Required work:
Go through the material under this sentence. Return every line holding "broadcast".
○ ○ ○ ○ ○ ○ ○
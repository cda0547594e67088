//! Configuration loading from disk.

use std::fs;
use std::path::Path;

use thiserror::Error;

use crate::config::schema::EdgeConfig;
use crate::config::validation::{validate_config, ValidationError};

/// Error type for configuration loading.
#[derive(Debug, Error)]
pub enum ConfigError {
    #[error("IO error: {0}")]
    Io(#[from] std::io::Error),

    #[error("Parse error: {0}")]
    Parse(#[from] toml::de::Error),

    #[error("Validation failed: {}", join_errors(.0))]
    Validation(Vec<ValidationError>),
}

fn join_errors(errors: &[ValidationError]) -> String {
    errors
        .iter()
        .map(ToString::to_string)
        .collect::<Vec<_>>()
        .join(", ")
}

/// Load and validate configuration from a TOML file.
pub fn load_config(path: &Path) -> Result<EdgeConfig, ConfigError> {
    let content = fs::read_to_string(path)?;
    parse_config(&content)
}

/// Parse and validate configuration from TOML text.
pub fn parse_config(content: &str) -> Result<EdgeConfig, ConfigError> {
    let config: EdgeConfig = toml::from_str(content)?;
    validate_config(&config).map_err(ConfigError::Validation)?;
    Ok(config)
}
//! OS signal handling.

use tokio::sync::broadcast;

/// Resolve when Ctrl+C arrives or the [`Shutdown`](super::Shutdown) coordinator fires.
pub async fn shutdown_signal(mut shutdown: broadcast::Receiver<()>) {
    let ctrl_c = async {
        if let Err(e) = tokio::signal::ctrl_c().await {
            tracing::error!(error = %e, "Failed to install Ctrl+C handler");
            std::future::pending::<()>().await;
        }
    };

    tokio::select! {
        _ = ctrl_c => tracing::info!("Ctrl+C received, shutting down"),
        _ = shutdown.recv() => tracing::info!("Shutdown triggered"),
    }
}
○ ○ ○ ○ ○ ○ ○
Solution for this exercise:
use tokio::sync::broadcast;
pub async fn shutdown_signal(mut shutdown: broadcast::Receiver<()>) {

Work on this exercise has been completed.